Collected data entries
--- START ---
//! adesk wallpaper API. Unsigned; categories are addressed by opaque
//! upstream ids behind a friendly name.

use serde::{Deserialize, Serialize};
use serde_json::Value;

use crate::error::AppError;
use crate::net::{ensure_success, read_text, HttpClient, RetryPolicy};
use crate::parse;
use crate::url::{self, Params};

const HOST: &str = "http://service.aibizhi.adesk.com";

#[derive(Debug, Clone, Copy, Serialize, Deserialize)]
#[serde(rename_all = "lowercase")]
pub enum Category {
    Girl,
    Animal,
    Landscape,
    Anime,
    Drawn,
    Mechanics,
    Boy,
    Game,
    Text,
}

impl Category {
    fn id(self) -> &'static str {
        match self {
            Category::Girl => "4e4d610cdf714d2966000000",
            Category::Animal => "4e4d610cdf714d2966000001",
            Category::Landscape => "4e4d610cdf714d2966000002",
            Category::Anime => "4e4d610cdf714d2966000003",
            Category::Drawn => "4e4d610cdf714d2966000004",
            Category::Mechanics => "4e4d610cdf714d2966000005",
            Category::Boy => "4e4d610cdf714d2966000006",
            Category::Game => "4e4d610cdf714d2966000007",
            Category::Text => "5109e04e48d5b9364ae9ac45",
        }
    }
}

#[derive(Debug, Clone, Copy, Serialize, Deserialize)]
#[serde(rename_all = "lowercase")]
pub enum Order {
    Hot,
    New,
}

impl Order {
    fn as_str(self) -> &'static str {
        match self {
            Order::Hot => "hot",
            Order::New => "new",
        }
    }
}

pub struct WallpaperClient {
    http: HttpClient,
    retry: RetryPolicy,
}

impl WallpaperClient {
    pub fn new(http: HttpClient) -> Self {
        Self {
            http,
            retry: RetryPolicy::default(),
        }
    }

    async fn get_json(&self, template: &str, params: &Params) -> Result<Value, AppError> {
        let request = self.http.client().get(url::build(HOST, template, params));
        let response = self.http.send_retrying(request, &self.retry).await?;
        let response = ensure_success(response).await?;
        let text = read_text(response).await?;
        parse::loose_json(&text)
    }

    fn category_params(
        category: Category,
        limit: i64,
        skip: i64,
        adult: bool,
        order: Order,
    ) -> Params {
        let mut params = Params::new();
        params.insert("category", category.id());
        params.insert("limit", limit);
        params.insert("skip", skip);
        params.insert("adult", adult);
        params.insert("order", order.as_str());
        params.insert("first", 0);
        params
    }

    pub async fn wallpaper(
        &self,
        category: Category,
        limit: i64,
        skip: i64,
        adult: bool,
        order: Order,
    ) -> Result<Value, AppError> {
        let params = Self::category_params(category, limit, skip, adult, order);
        self.get_json("v1/wallpaper/category/{category}/wallpaper", &params)
            .await
    }

    pub async fn vertical(
        &self,
        category: Category,
        limit: i64,
        skip: i64,
        adult: bool,
        order: Order,
    ) -> Result<Value, AppError> {
        let params = Self::category_params(category, limit, skip, adult, order);
        self.get_json("v1/vertical/category/{category}/vertical", &params)
            .await
    }
}

#[cfg(test)]
mod tests {
    use super::*;

    #[test]
    fn category_names_deserialize_lowercase() {
        let category: Category = serde_json::from_str("\"anime\"").unwrap();
        assert_eq!(category.id(), "4e4d610cdf714d2966000003");
        assert!(serde_json::from_str::<Category>("\"Anime\"").is_err());
    }

    #[test]
    fn category_params_substitute_into_the_path() {
        let params =
            WallpaperClient::category_params(Category::Text, 20, 0, true, Order::Hot);
        let url = url::build(HOST, "v1/wallpaper/category/{category}/wallpaper", &params);
        assert!(url
            .path()
            .contains("/category/5109e04e48d5b9364ae9ac45/wallpaper"));
        assert!(url.query().unwrap().contains("order=hot"));
    }
}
--- END ---
* _INSTRUCTIONS FOR THE TASK_
If a line in the entries holds the string "adesk", copy it.

* _OUTPUT BELOW_
//! adesk wallpaper API. Unsigned; categories are addressed by opaque
const HOST: &str = "http://service.aibizhi.adesk.com";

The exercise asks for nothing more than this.